===== Extracted data =====

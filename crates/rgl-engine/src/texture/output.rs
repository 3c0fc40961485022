use super::error::check_extent;
use super::{SampledTexture, TextureError};

/// Format compute shaders write: `texture_storage_2d<rgba8unorm, write>`.
pub const OUTPUT_FORMAT: wgpu::TextureFormat = wgpu::TextureFormat::Rgba8Unorm;

/// RGBA8 image a compute shader writes through an image unit and a later
/// render pass samples.
pub struct OutputImage {
    texture: wgpu::Texture,
    view: wgpu::TextureView,
    width: u32,
    height: u32,
    unit: u32,
}

impl OutputImage {
    pub fn new(device: &wgpu::Device, width: u32, height: u32, unit: u32) -> Result<Self, TextureError> {
        check_extent(device, width, height)?;

        let texture = device.create_texture(&wgpu::TextureDescriptor {
            label: Some("rgl output image"),
            size: wgpu::Extent3d {
                width,
                height,
                depth_or_array_layers: 1,
            },
            mip_level_count: 1,
            sample_count: 1,
            dimension: wgpu::TextureDimension::D2,
            format: OUTPUT_FORMAT,
            usage: wgpu::TextureUsages::STORAGE_BINDING | wgpu::TextureUsages::TEXTURE_BINDING,
            view_formats: &[],
        });
        let view = texture.create_view(&wgpu::TextureViewDescriptor::default());

        log::debug!("output image {width}x{height} on image unit {unit}");
        Ok(Self {
            texture,
            view,
            width,
            height,
            unit,
        })
    }

    /// Image unit the image is meant to be attached at.
    #[inline]
    pub fn unit(&self) -> u32 {
        self.unit
    }

    #[inline]
    pub fn size(&self) -> (u32, u32) {
        (self.width, self.height)
    }

    pub fn texture(&self) -> &wgpu::Texture {
        &self.texture
    }
}

impl SampledTexture for OutputImage {
    fn view(&self) -> &wgpu::TextureView {
        &self.view
    }
}

impl Drop for OutputImage {
    fn drop(&mut self) {
        log::trace!("output image {}x{}: released", self.width, self.height);
        self.texture.destroy();
    }
}

#[cfg(test)]
mod tests {
    use super::*;
    use crate::device::HeadlessGpu;

    static_assertions::assert_not_impl_any!(OutputImage: Clone, Copy);

    #[test]
    fn storage_and_sampled_usage() {
        let Some(gpu) = HeadlessGpu::for_test() else {
            return;
        };
        let image = OutputImage::new(gpu.device(), 64, 32, 0).unwrap();
        assert_eq!(image.size(), (64, 32));
        assert_eq!(image.unit(), 0);
        let usage = image.texture().usage();
        assert!(usage.contains(wgpu::TextureUsages::STORAGE_BINDING));
        assert!(usage.contains(wgpu::TextureUsages::TEXTURE_BINDING));
        assert_eq!(image.texture().format(), OUTPUT_FORMAT);
    }

    #[test]
    fn zero_size_rejected() {
        let Some(gpu) = HeadlessGpu::for_test() else {
            return;
        };
        assert!(OutputImage::new(gpu.device(), 0, 32, 0).is_err());
    }
}
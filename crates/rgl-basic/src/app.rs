use std::sync::Arc;

use anyhow::{Context, Result};
use glam::Vec2;
use rgl_engine::buffer::{ShaderStorageBuffer, VertexArray, VertexBuffer};
use rgl_engine::core::{App, AppControl, FrameCtx};
use rgl_engine::device::workgroups_for;
use rgl_engine::geometry::{SCREEN_QUAD_STRIP, VertexLayout};
use rgl_engine::render::{RenderCtx, RenderTarget, ResourceBindings};
use rgl_engine::shader::{RenderProgramDesc, Shader, ShaderProgram, ShaderStage};
use rgl_engine::texture::{OutputImage, Sampler, Texture2d};
use rgl_engine::time::FpsCounter;
use winit::event::{ElementState, WindowEvent};
use winit::keyboard::{Key, NamedKey};
use winit::window::WindowId;

use crate::config::DemoConfig;
use crate::scene::Scene;

const CLEAR: wgpu::Color = wgpu::Color {
    r: 0.0,
    g: 0.0,
    b: 0.0,
    a: 1.0,
};

// Binding layout shared with compute.wgsl and fragment.wgsl.
const VERTICES_POINT: u32 = 0;
const INDICES_POINT: u32 = 1;
const OUTPUT_UNIT: u32 = 0;
const ALBEDO_UNIT: u32 = 1;
const SAMPLER_POINT: u32 = 2;

pub struct BasicApp {
    config: DemoConfig,
    scene: Scene,
    fps: FpsCounter,
    frames: u64,
    state: Option<GpuState>,
}

impl BasicApp {
    pub fn new(config: DemoConfig, scene: Scene) -> Self {
        let fps = FpsCounter::new(config.fps_interval);
        Self {
            config,
            scene,
            fps,
            frames: 0,
            state: None,
        }
    }
}

impl App for BasicApp {
    fn on_window_event(&mut self, _window_id: WindowId, event: &WindowEvent) -> AppControl {
        if let WindowEvent::KeyboardInput { event, .. } = event
            && event.state == ElementState::Pressed
            && event.logical_key == Key::Named(NamedKey::Escape)
        {
            log::info!("escape pressed, exiting");
            return AppControl::Exit;
        }
        AppControl::Continue
    }

    fn on_frame(&mut self, ctx: &mut FrameCtx<'_, '_>) -> AppControl {
        if self.state.is_none() {
            let built = GpuState::new(
                ctx.gpu.device(),
                ctx.gpu.queue(),
                ctx.gpu.surface_format(),
                &self.config,
                &self.scene,
            );
            match built {
                Ok(state) => self.state = Some(state),
                Err(err) => {
                    log::error!("failed to set up GPU resources: {err:#}");
                    return AppControl::Exit;
                }
            }
        }
        let Some(state) = self.state.as_mut() else {
            return AppControl::Exit;
        };

        if let Some(fps) = self.fps.record(ctx.time.dt) {
            log::info!("FPS: {fps:.1}");
            ctx.window.set_title(&format!("rgl basic | {fps:.0} fps"));
        }

        if let Err(err) = state.compute.uniform_float("t", ctx.time.elapsed) {
            log::error!("{err}");
            return AppControl::Exit;
        }

        let control = ctx.render(CLEAR, |rctx, target| state.draw(rctx, target));
        self.frames += 1;

        if let Some(max) = self.config.max_frames
            && self.frames >= max
        {
            log::info!("reached {max} frames, exiting");
            return AppControl::Exit;
        }
        control
    }

    fn on_exit(&mut self) {
        log::info!("rendered {} frames", self.frames);
        self.state = None;
    }
}

/// Everything created once the device exists.
struct GpuState {
    compute: ShaderProgram,
    screen: ShaderProgram,
    bindings: ResourceBindings,
    quad: VertexArray,
    workgroups: [u32; 3],
}

impl GpuState {
    fn new(
        device: &wgpu::Device,
        queue: &wgpu::Queue,
        surface_format: wgpu::TextureFormat,
        config: &DemoConfig,
        scene: &Scene,
    ) -> Result<Self> {
        let vertex = Shader::from_file(device, config.shader("vertex.wgsl"), ShaderStage::Vertex)?;
        let fragment =
            Shader::from_file(device, config.shader("fragment.wgsl"), ShaderStage::Fragment)?;
        let screen = ShaderProgram::render(
            device,
            vertex,
            fragment,
            &RenderProgramDesc::new(surface_format)
                .with_label("screen quad")
                .with_vertex_layout(Some(VertexLayout::PackedRgb))
                .with_topology(wgpu::PrimitiveTopology::TriangleStrip),
        )?;

        let compute_stage =
            Shader::from_file(device, config.shader("compute.wgsl"), ShaderStage::Compute)?;
        let mut compute = ShaderProgram::compute(device, compute_stage)?;

        let size = config.texture_size;
        let output = Arc::new(OutputImage::new(device, size, size, OUTPUT_UNIT)?);
        let albedo = Arc::new(load_albedo(device, queue, config, scene)?);
        let sampler = Arc::new(Sampler::linear_clamp(device));

        let vertices = Arc::new(ShaderStorageBuffer::from_vertices(
            device,
            &scene.vertices,
            VertexLayout::AlignedPadded,
            VERTICES_POINT,
        )?);
        let indices = Arc::new(ShaderStorageBuffer::new(
            device,
            scene.indices.as_slice(),
            INDICES_POINT,
        )?);

        let mut bindings = ResourceBindings::new();
        bindings.attach_storage(&vertices);
        bindings.attach_storage(&indices);
        bindings.attach_image(&output);
        bindings.attach_texture(OUTPUT_UNIT, output);
        bindings.attach_texture(ALBEDO_UNIT, albedo);
        bindings.attach_sampler(SAMPLER_POINT, sampler);

        let num_indices = u32::try_from(scene.indices.len()).context("index count overflows u32")?;
        compute.uniform_uint("num_indices", num_indices)?;
        compute.uniform_vec2("resolution", Vec2::splat(size as f32))?;

        let [gx, gy, _] = compute.workgroup_size();
        let workgroups = [workgroups_for(size, gx), workgroups_for(size, gy), 1];
        log::info!(
            "output {size}x{size}, workgroup {gx}x{gy}, dispatch {}x{}",
            workgroups[0],
            workgroups[1]
        );

        let quad = VertexArray::new(Arc::new(VertexBuffer::new(
            device,
            &SCREEN_QUAD_STRIP,
            VertexLayout::PackedRgb,
        )?));

        Ok(Self {
            compute,
            screen,
            bindings,
            quad,
            workgroups,
        })
    }

    fn draw(&mut self, rctx: &RenderCtx<'_>, target: &mut RenderTarget<'_>) -> Result<()> {
        let Self {
            compute,
            screen,
            bindings,
            quad,
            workgroups,
        } = self;

        target.compute_then_render(rctx, bindings, compute, *workgroups, |pass| {
            pass.use_program(screen)?;
            pass.bind_vertex_array(quad);
            pass.draw()
        })?;
        Ok(())
    }
}

/// `--texture` first, then the model's base color, then plain white.
fn load_albedo(
    device: &wgpu::Device,
    queue: &wgpu::Queue,
    config: &DemoConfig,
    scene: &Scene,
) -> Result<Texture2d> {
    let image = match &config.texture {
        Some(path) => Some(
            image::open(path)
                .with_context(|| format!("failed to open texture {}", path.display()))?
                .to_rgba8(),
        ),
        None => scene.base_color.clone(),
    };

    let texture = match image {
        Some(image) => {
            log::info!("albedo {}x{}", image.width(), image.height());
            Texture2d::from_rgba8(device, queue, image.width(), image.height(), image.as_raw())?
        }
        None => Texture2d::white(device, queue)?,
    };
    Ok(texture)
}
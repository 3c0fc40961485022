use crate::shader::ShaderProgram;

use super::{ComputePassCtx, RenderPassCtx, ResourceBindings};

/// Device handles and surface facts for one frame.
pub struct RenderCtx<'a> {
    pub device: &'a wgpu::Device,
    pub queue: &'a wgpu::Queue,
    pub surface_format: wgpu::TextureFormat,
    /// Drawable size in physical pixels.
    pub size: (u32, u32),
}

impl<'a> RenderCtx<'a> {
    #[inline]
    pub fn new(
        device: &'a wgpu::Device,
        queue: &'a wgpu::Queue,
        surface_format: wgpu::TextureFormat,
        size: (u32, u32),
    ) -> Self {
        Self {
            device,
            queue,
            surface_format,
            size,
        }
    }
}

/// Frame encoder plus the color view render passes draw into.
///
/// Passes opened here run in recording order. A compute pass that ends
/// before a render pass begins has all its writes visible to that render
/// pass.
pub struct RenderTarget<'a> {
    pub encoder: &'a mut wgpu::CommandEncoder,
    pub color_view: &'a wgpu::TextureView,
}

impl<'a> RenderTarget<'a> {
    #[inline]
    pub fn new(encoder: &'a mut wgpu::CommandEncoder, color_view: &'a wgpu::TextureView) -> Self {
        Self {
            encoder,
            color_view,
        }
    }

    pub fn compute_pass<'p>(
        &'p mut self,
        ctx: &'p RenderCtx<'_>,
        bindings: &'p ResourceBindings,
        label: &str,
    ) -> ComputePassCtx<'p> {
        let pass = self.encoder.begin_compute_pass(&wgpu::ComputePassDescriptor {
            label: Some(label),
            timestamp_writes: None,
        });
        ComputePassCtx::new(pass, ctx.device, ctx.queue, bindings)
    }

    /// Opens a render pass on the color view; `load` decides whether the
    /// previous contents survive.
    pub fn render_pass<'p>(
        &'p mut self,
        ctx: &'p RenderCtx<'_>,
        bindings: &'p ResourceBindings,
        load: wgpu::LoadOp<wgpu::Color>,
        label: &str,
    ) -> RenderPassCtx<'p> {
        let pass = self.encoder.begin_render_pass(&wgpu::RenderPassDescriptor {
            label: Some(label),
            color_attachments: &[Some(wgpu::RenderPassColorAttachment {
                view: self.color_view,
                resolve_target: None,
                ops: wgpu::Operations {
                    load,
                    store: wgpu::StoreOp::Store,
                },
                depth_slice: None,
            })],
            depth_stencil_attachment: None,
            timestamp_writes: None,
            occlusion_query_set: None,
            multiview_mask: None,
        });
        RenderPassCtx::new(pass, ctx.device, ctx.queue, bindings)
    }

    /// Compute then draw in one call: dispatches `workgroups` of `compute`,
    /// ends the pass, then runs `draw` in a render pass that loads the
    /// current contents.
    pub fn compute_then_render<F>(
        &mut self,
        ctx: &RenderCtx<'_>,
        bindings: &ResourceBindings,
        compute: &mut ShaderProgram,
        workgroups: [u32; 3],
        draw: F,
    ) -> Result<(), super::DrawError>
    where
        F: FnOnce(&mut RenderPassCtx<'_>) -> Result<(), super::DrawError>,
    {
        {
            let mut cpass = self.compute_pass(ctx, bindings, "rgl compute");
            cpass.use_program(compute)?;
            let [x, y, z] = workgroups;
            cpass.dispatch(x, y, z)?;
        }
        let mut rpass = self.render_pass(ctx, bindings, wgpu::LoadOp::Load, "rgl draw");
        draw(&mut rpass)
    }
}
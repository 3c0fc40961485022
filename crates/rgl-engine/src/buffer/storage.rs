use bytemuck::Pod;

use super::{create_static, release, BufferError, BufferKind, GpuBuffer};
use crate::geometry::{Vertex, VertexLayout};

const LABEL: &str = "rgl storage buffer";

/// Read-only array of `T` that compute and fragment shaders address through a
/// storage binding point.
///
/// The binding point is only a preference carried by the buffer. Attaching it
/// to [`ResourceBindings`](crate::render::ResourceBindings) is what makes a
/// shader see it.
pub struct ShaderStorageBuffer<T: Pod> {
    buffer: wgpu::Buffer,
    data: Vec<T>,
    binding_point: u32,
}

impl<T: Pod> ShaderStorageBuffer<T> {
    pub fn new(device: &wgpu::Device, data: &[T], binding_point: u32) -> Result<Self, BufferError> {
        let limits = device.limits();
        let limit = limits
            .max_buffer_size
            .min(limits.max_storage_buffer_binding_size as u64);

        let buffer = create_static(
            device,
            BufferKind::Storage,
            LABEL,
            bytemuck::cast_slice(data),
            wgpu::BufferUsages::STORAGE,
            limit,
        )?;

        log::debug!(
            "{LABEL}: {} x {} bytes at binding point {binding_point}",
            data.len(),
            size_of::<T>()
        );

        Ok(Self {
            buffer,
            data: data.to_vec(),
            binding_point,
        })
    }

    #[inline]
    pub fn binding_point(&self) -> u32 {
        self.binding_point
    }

    /// Changes the preferred binding point. Already attached tables keep the
    /// old point until the buffer is attached again.
    pub fn rebind(&mut self, binding_point: u32) {
        log::trace!("{LABEL}: binding point {} -> {binding_point}", self.binding_point);
        self.binding_point = binding_point;
    }

    #[inline]
    pub fn data(&self) -> &[T] {
        &self.data
    }

    #[inline]
    pub fn len(&self) -> usize {
        self.data.len()
    }

    #[inline]
    pub fn is_empty(&self) -> bool {
        self.data.is_empty()
    }
}

impl ShaderStorageBuffer<f32> {
    /// Flattens `vertices` through `layout` and uploads the float stream.
    ///
    /// Use [`VertexLayout::AlignedPadded`] when the shader declares the vertex
    /// as a struct of `vec3<f32>` fields.
    pub fn from_vertices(
        device: &wgpu::Device,
        vertices: &[Vertex],
        layout: VertexLayout,
        binding_point: u32,
    ) -> Result<Self, BufferError> {
        Self::new(device, &layout.flatten(vertices), binding_point)
    }
}

impl<T: Pod> GpuBuffer for ShaderStorageBuffer<T> {
    fn raw(&self) -> &wgpu::Buffer {
        &self.buffer
    }

    fn kind(&self) -> BufferKind {
        BufferKind::Storage
    }

    fn label(&self) -> &str {
        LABEL
    }
}

impl<T: Pod> Drop for ShaderStorageBuffer<T> {
    fn drop(&mut self) {
        release(&self.buffer, LABEL);
    }
}
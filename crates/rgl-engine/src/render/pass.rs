use crate::buffer::{DrawRange, GpuBuffer, VertexArray};
use crate::device::ComputeLimits;
use crate::geometry::VertexLayout;
use crate::shader::{ProgramKind, ShaderProgram};

use super::{DrawError, ResourceBindings};

/// Binds `program`'s groups on a pass after flushing its uniforms.
///
/// Uniform uploads go through the queue, so a value set between two uses of
/// the same program in one submission is seen by both.
fn prepare(
    program: &mut ShaderProgram,
    device: &wgpu::Device,
    queue: &wgpu::Queue,
    bindings: &ResourceBindings,
) -> Result<Vec<wgpu::BindGroup>, DrawError> {
    program.flush_uniforms(queue);
    program.bind_groups(device, bindings)
}

/// Recording state of one render pass: current program and vertex array.
///
/// Nothing here is global: dropping the context ends the pass and forgets
/// every binding made on it.
pub struct RenderPassCtx<'p> {
    pass: wgpu::RenderPass<'p>,
    device: &'p wgpu::Device,
    queue: &'p wgpu::Queue,
    bindings: &'p ResourceBindings,
    program: Option<Option<VertexLayout>>,
    vertex_array: Option<(VertexLayout, DrawRange)>,
}

impl<'p> RenderPassCtx<'p> {
    pub fn new(
        pass: wgpu::RenderPass<'p>,
        device: &'p wgpu::Device,
        queue: &'p wgpu::Queue,
        bindings: &'p ResourceBindings,
    ) -> Self {
        Self {
            pass,
            device,
            queue,
            bindings,
            program: None,
            vertex_array: None,
        }
    }

    pub fn use_program(&mut self, program: &mut ShaderProgram) -> Result<(), DrawError> {
        if program.kind() != ProgramKind::Render {
            return Err(DrawError::WrongProgramKind {
                expected: ProgramKind::Render,
                found: program.kind(),
            });
        }
        let groups = prepare(program, self.device, self.queue, self.bindings)?;

        if let Some(pipeline) = program.render_pipeline() {
            self.pass.set_pipeline(pipeline);
        }
        for (index, group) in groups.iter().enumerate() {
            self.pass.set_bind_group(index as u32, group, &[]);
        }
        self.program = Some(program.vertex_layout());
        Ok(())
    }

    /// Sets the array's vertex buffer (and index buffer, if any) for the
    /// following draws. Binding the same array again is harmless.
    pub fn bind_vertex_array(&mut self, vertex_array: &VertexArray) {
        let vb = vertex_array.vertex_buffer();
        self.pass.set_vertex_buffer(0, vb.raw().slice(..));
        if let Some(ib) = vertex_array.index_buffer() {
            self.pass.set_index_buffer(ib.raw().slice(..), ib.format());
        }
        self.vertex_array = Some((vertex_array.layout(), vertex_array.draw_range()));
    }

    /// Forgets the bound vertex array; later draws fail with
    /// [`DrawError::NoVertexArray`].
    pub fn unbind_vertex_array(&mut self) {
        self.vertex_array = None;
    }

    /// Draws the whole bound vertex array with the current program.
    pub fn draw(&mut self) -> Result<(), DrawError> {
        let program_layout = self.program.ok_or(DrawError::NoProgram)?;
        let (layout, range) = self.vertex_array.ok_or(DrawError::NoVertexArray)?;
        if program_layout != Some(layout) {
            return Err(DrawError::LayoutMismatch {
                program: program_layout,
                array: layout,
            });
        }

        match range {
            DrawRange::Indexed(count) => self.pass.draw_indexed(0..count, 0, 0..1),
            DrawRange::Vertices(count) => self.pass.draw(0..count, 0..1),
        }
        Ok(())
    }

    /// Draws `count` vertices the vertex shader generates itself.
    pub fn draw_generated(&mut self, count: u32) -> Result<(), DrawError> {
        self.program.ok_or(DrawError::NoProgram)?;
        self.pass.draw(0..count, 0..1);
        Ok(())
    }
}

/// Recording state of one compute pass.
pub struct ComputePassCtx<'p> {
    pass: wgpu::ComputePass<'p>,
    device: &'p wgpu::Device,
    queue: &'p wgpu::Queue,
    bindings: &'p ResourceBindings,
    limits: ComputeLimits,
    has_program: bool,
}

impl<'p> ComputePassCtx<'p> {
    pub fn new(
        pass: wgpu::ComputePass<'p>,
        device: &'p wgpu::Device,
        queue: &'p wgpu::Queue,
        bindings: &'p ResourceBindings,
    ) -> Self {
        Self {
            pass,
            device,
            queue,
            bindings,
            limits: ComputeLimits::from_limits(&device.limits()),
            has_program: false,
        }
    }

    pub fn use_program(&mut self, program: &mut ShaderProgram) -> Result<(), DrawError> {
        if program.kind() != ProgramKind::Compute {
            return Err(DrawError::WrongProgramKind {
                expected: ProgramKind::Compute,
                found: program.kind(),
            });
        }
        let groups = prepare(program, self.device, self.queue, self.bindings)?;

        if let Some(pipeline) = program.compute_pipeline() {
            self.pass.set_pipeline(pipeline);
        }
        for (index, group) in groups.iter().enumerate() {
            self.pass.set_bind_group(index as u32, group, &[]);
        }
        self.has_program = true;
        Ok(())
    }

    /// Dispatches `x * y * z` workgroups of the current program.
    pub fn dispatch(&mut self, x: u32, y: u32, z: u32) -> Result<(), DrawError> {
        if !self.has_program {
            return Err(DrawError::NoProgram);
        }
        if !self.limits.allows_dispatch([x, y, z]) {
            return Err(DrawError::DispatchTooLarge {
                workgroups: [x, y, z],
                limit: self.limits.max_workgroups_per_dimension,
            });
        }
        self.pass.dispatch_workgroups(x, y, z);
        Ok(())
    }
}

=====

◆ The problem: Write out each line above that contains the word "WindowEvent".

◆ Reply:
use winit::event::{ElementState, WindowEvent};
    fn on_window_event(&mut self, _window_id: WindowId, event: &WindowEvent) -> AppControl {
        if let WindowEvent::KeyboardInput { event, .. } = event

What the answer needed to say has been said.